Peter suggested that Hong Kong has done a good job in managing the pandemic through deploying many technologies and innovative solutions to enhance the measures. It also encourages industry development as well as talent cultivation. The government is putting a lot of resources to create more jobs and retain talents. For instance, the FAST program administered by Cyberport provides financial assistance to local companies engaged in the FinTech sector to create 1,000+ new jobs. This is to ensure a continuous supply of talents.

Cindy has called for more public support for the startup ecosystem. “When we ask entrepreneurs how likely their family would support them [to pursue the path of starting up], only 30% of them said they have support from family.” It is time to change our mindset to show more support for the startup community.

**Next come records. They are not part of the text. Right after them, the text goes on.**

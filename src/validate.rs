use once_cell::sync::Lazy;
use regex::Regex;

/// Known YouTube host variants followed by an 11-character video id,
/// optionally preceded by `watch?v=`, `embed/`, `v/` or any path ending in `?v=`.
static YOUTUBE_URL: Lazy<Regex> = Lazy::new(|| {
    Regex::new(
        r"^(https?://)?(www\.)?(youtube|youtu|youtube-nocookie)\.(com|be)/(watch\?v=|embed/|v/|.+\?v=)?([^&=%\?]{11})",
    )
    .expect("static URL pattern compiles")
});

/// Returns true when `input` starts with a recognisable YouTube video URL.
///
/// Callers trim the input and reject empty strings before calling this.
pub fn is_valid_url(input: &str) -> bool {
    YOUTUBE_URL.is_match(input)
}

“You learn the most when you are the most uncomfortable.” Under Hong Kong’s challenges in the pandemic and Sino-US relationship, James believes that Hong Kong startups would step up from those challenges.

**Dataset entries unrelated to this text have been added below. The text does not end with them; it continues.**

//! Toolkit-independent state behind the window. Only the UI thread touches it.

use eframe::egui::ColorImage;

use crate::{
    error::{InputError, StartError},
    model::{DownloadOutcome, DownloadRequest, MediaInfo, MediaKind, Phase, QualityTier, RequestId},
    progress::percent_label,
    scheduler::{StatusLine, Tone, UiEvent},
    validate::is_valid_url,
};

pub const READY_STATUS: &str = "Ready to download 🚀";

/// A modal message waiting to be shown
#[derive(Clone, Debug, PartialEq, Eq)]
pub struct Dialog {
    pub title: String,
    pub message: String,
}

impl Dialog {
    pub fn new(title: impl Into<String>, message: impl Into<String>) -> Self {
        Self {
            title: title.into(),
            message: message.into(),
        }
    }
}

pub struct AppState {
    /// URL field contents, untrimmed
    pub url_input: String,
    pub quality: QualityTier,
    /// Both download buttons share one flag
    pub buttons_enabled: bool,
    /// Progress bar value in `0.0..=100.0`
    pub progress: f32,
    pub progress_label: String,
    pub status: StatusLine,
    /// `None` while idle
    pub phase: Option<Phase>,
    /// Most recently started request, 0 before the first
    pub request_id: RequestId,
    pub dialog: Option<Dialog>,
    /// Probed metadata of the current download
    pub media: Option<MediaInfo>,
    /// Decoded thumbnail not yet uploaded as a texture
    pub thumbnail: Option<ColorImage>,
}

impl Default for AppState {
    fn default() -> Self {
        Self {
            url_input: String::new(),
            quality: QualityTier::Best,
            buttons_enabled: true,
            progress: 0.0,
            progress_label: percent_label(0.0),
            status: StatusLine::new(READY_STATUS, Tone::Success),
            phase: None,
            request_id: 0,
            dialog: None,
            media: None,
            thumbnail: None,
        }
    }
}

impl AppState {
    /// Builds a request from the current inputs. On bad input a dialog is
    /// queued and nothing else changes.
    pub fn request(&mut self, media_kind: MediaKind) -> Result<DownloadRequest, InputError> {
        let url = self.url_input.trim();
        let checked = if url.is_empty() {
            Err(InputError::Empty)
        } else if !is_valid_url(url) {
            Err(InputError::Malformed)
        } else {
            Ok(DownloadRequest {
                url: url.to_string(),
                media_kind,
                quality: self.quality,
            })
        };
        if let Err(e) = checked {
            log::debug!("rejected input {:?}: {}", url, e);
            self.dialog = Some(Dialog::new(e.title(), e.to_string()));
        }
        checked
    }

    /// Called once the orchestrator accepted request `id`.
    pub fn begin(&mut self, id: RequestId) {
        self.request_id = id;
        self.buttons_enabled = false;
        self.phase = Some(Phase::Fetching);
        self.media = None;
        self.thumbnail = None;
    }

    /// Called when the orchestrator refused to start.
    pub fn reject(&mut self, err: StartError) {
        self.dialog = Some(Dialog::new("⏳ Busy", err.to_string()));
    }

    pub fn apply(&mut self, event: UiEvent) {
        match event {
            UiEvent::Status(line) => self.status = line,
            UiEvent::Media(info) => self.media = Some(info),
            UiEvent::Thumbnail(id, img) => {
                if id == self.request_id {
                    self.thumbnail = Some(img);
                }
            }
            UiEvent::Progress(sample) => {
                self.set_progress(sample.percent);
                self.phase = Some(sample.phase);
            }
            UiEvent::Finished(outcome) => self.finish(outcome),
            UiEvent::Unlock => self.buttons_enabled = true,
            UiEvent::ResetProgress(id) => {
                if id != self.request_id {
                    log::debug!("ignoring reset of finished download #{}", id);
                    return;
                }
                self.set_progress(0.0);
                self.phase = None;
            }
        }
    }

    fn set_progress(&mut self, percent: f32) {
        self.progress = percent.clamp(0.0, 100.0);
        self.progress_label = percent_label(self.progress);
    }

    fn finish(&mut self, outcome: DownloadOutcome) {
        if outcome.success {
            let (icon, what) = match outcome.media_kind {
                MediaKind::Video => ("✅", "Video"),
                MediaKind::Audio => ("🎵", "Audio"),
            };
            let location = outcome
                .saved_path
                .map(|p| p.display().to_string())
                .unwrap_or_default();
            self.status = StatusLine::new(
                format!("{icon} {what} saved successfully!\nLocation: {location}"),
                Tone::Success,
            );
            self.phase = Some(Phase::Finished);
        } else {
            let reason = outcome.error_message.unwrap_or_default();
            self.status = StatusLine::new("❌ Download failed!", Tone::Error);
            self.dialog = Some(Dialog::new("❌ Error", format!("Download failed: {reason}")));
            self.phase = Some(Phase::Failed);
        }
    }
}

#[cfg(test)]
mod tests {
    use super::*;
    use crate::model::ProgressSample;
    use eframe::egui::Color32;
    use std::path::PathBuf;

    #[test]
    fn empty_url_asks_for_one() {
        let mut state = AppState::default();
        state.url_input = "   ".into();
        assert_eq!(state.request(MediaKind::Video), Err(InputError::Empty));
        assert_eq!(
            state.dialog,
            Some(Dialog::new("❌ Error", "Please enter a YouTube URL"))
        );
        assert!(state.buttons_enabled);
        assert_eq!(state.phase, None);
    }

    #[test]
    fn malformed_url_is_rejected() {
        let mut state = AppState::default();
        state.url_input = "not a url".into();
        assert_eq!(state.request(MediaKind::Audio), Err(InputError::Malformed));
        assert_eq!(
            state.dialog,
            Some(Dialog::new("❌ Invalid URL", "Please enter a valid YouTube URL"))
        );
        assert!(state.buttons_enabled);
    }

    #[test]
    fn request_carries_trimmed_url_and_quality() {
        let mut state = AppState::default();
        state.url_input = "\thttps://youtu.be/dQw4w9WgXcQ\n".into();
        state.quality = QualityTier::Low360;
        let req = state.request(MediaKind::Video).unwrap();
        assert_eq!(req.url, "https://youtu.be/dQw4w9WgXcQ");
        assert_eq!(req.quality, QualityTier::Low360);
        assert!(state.dialog.is_none());
    }

    #[test]
    fn audio_success_message() {
        let mut state = AppState::default();
        state.begin(1);
        state.apply(UiEvent::Finished(DownloadOutcome::saved(
            MediaKind::Audio,
            PathBuf::from("/home/u/Downloads/YouTube_Downloads"),
        )));
        assert_eq!(
            state.status.text,
            "🎵 Audio saved successfully!\nLocation: /home/u/Downloads/YouTube_Downloads"
        );
        assert!(!state.buttons_enabled);
        state.apply(UiEvent::Unlock);
        assert!(state.buttons_enabled);
    }

    #[test]
    fn progress_is_clamped_and_labelled() {
        let mut state = AppState::default();
        state.apply(UiEvent::Progress(ProgressSample {
            percent: 42.7,
            phase: Phase::Downloading,
        }));
        assert_eq!(state.progress_label, "42%");
        state.apply(UiEvent::Progress(ProgressSample {
            percent: 180.0,
            phase: Phase::Downloading,
        }));
        assert_eq!(state.progress, 100.0);
        state.apply(UiEvent::ResetProgress(0));
        assert_eq!(state.progress_label, "0%");
        assert_eq!(state.phase, None);
    }

    #[test]
    fn late_events_of_an_earlier_download_are_ignored() {
        let mut state = AppState::default();
        state.begin(1);
        state.apply(UiEvent::Finished(DownloadOutcome::saved(
            MediaKind::Video,
            PathBuf::from("/tmp/yt"),
        )));
        state.apply(UiEvent::Unlock);

        state.begin(2);
        state.apply(UiEvent::Progress(ProgressSample {
            percent: 40.0,
            phase: Phase::Downloading,
        }));
        state.apply(UiEvent::ResetProgress(1));
        state.apply(UiEvent::Thumbnail(1, ColorImage::new([2, 2], Color32::BLACK)));
        assert_eq!(state.progress_label, "40%");
        assert_eq!(state.phase, Some(Phase::Downloading));
        assert!(state.thumbnail.is_none());

        state.apply(UiEvent::Thumbnail(2, ColorImage::new([2, 2], Color32::BLACK)));
        assert!(state.thumbnail.is_some());
        state.apply(UiEvent::ResetProgress(2));
        assert_eq!(state.progress_label, "0%");
    }

    #[test]
    fn busy_rejection_opens_dialog() {
        let mut state = AppState::default();
        state.reject(StartError::Busy);
        assert_eq!(state.dialog.unwrap().message, "A download is already in progress");
    }
}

In the roundtable discussion, ecosystem builders including Eureka Nova and Explorium also shared their thoughts and agreed that Hong Kong has good foundation for startups to kickstart their journeys. Charles suggested the potential opportunities from the Greater Bay Area should not be neglected as well. “There is no greater place on earth where you have a global financial center like Hong Kong and global innovation center like Shenzhen,” Charles commented.

Another community builder, TusPark raised the question on how the startup ecosystem in Hong Kong can attract talents from China and the rest of the world. James shared how Jumpstart launched programs with roadshows in the Greater Bay Area to call for collaboration and attract talents from all over the world. Panelists advised ecosystem builders to collaborate and reinvent themselves to attract talents. Also, they suggested the government to lower the cost of living for talents. With the foundation, opportunities, geographic advantages, the prospects for startup ecosystem builders to attract talents to Hong Kong are promising.

 

From the 3 panel discussions, we can see the community’s confidence in innovation and building a stronger startup ecosystem. We are very thankful to all of the speakers and participants who shared their thoughts. As one of the ecosystem builders, The Mills Fabrica is proud to join forces with our peers to promote Hong Kong as an innovation hub. Once again, big thank you to our partners for this year’s event as well as everyone who has continued to support us.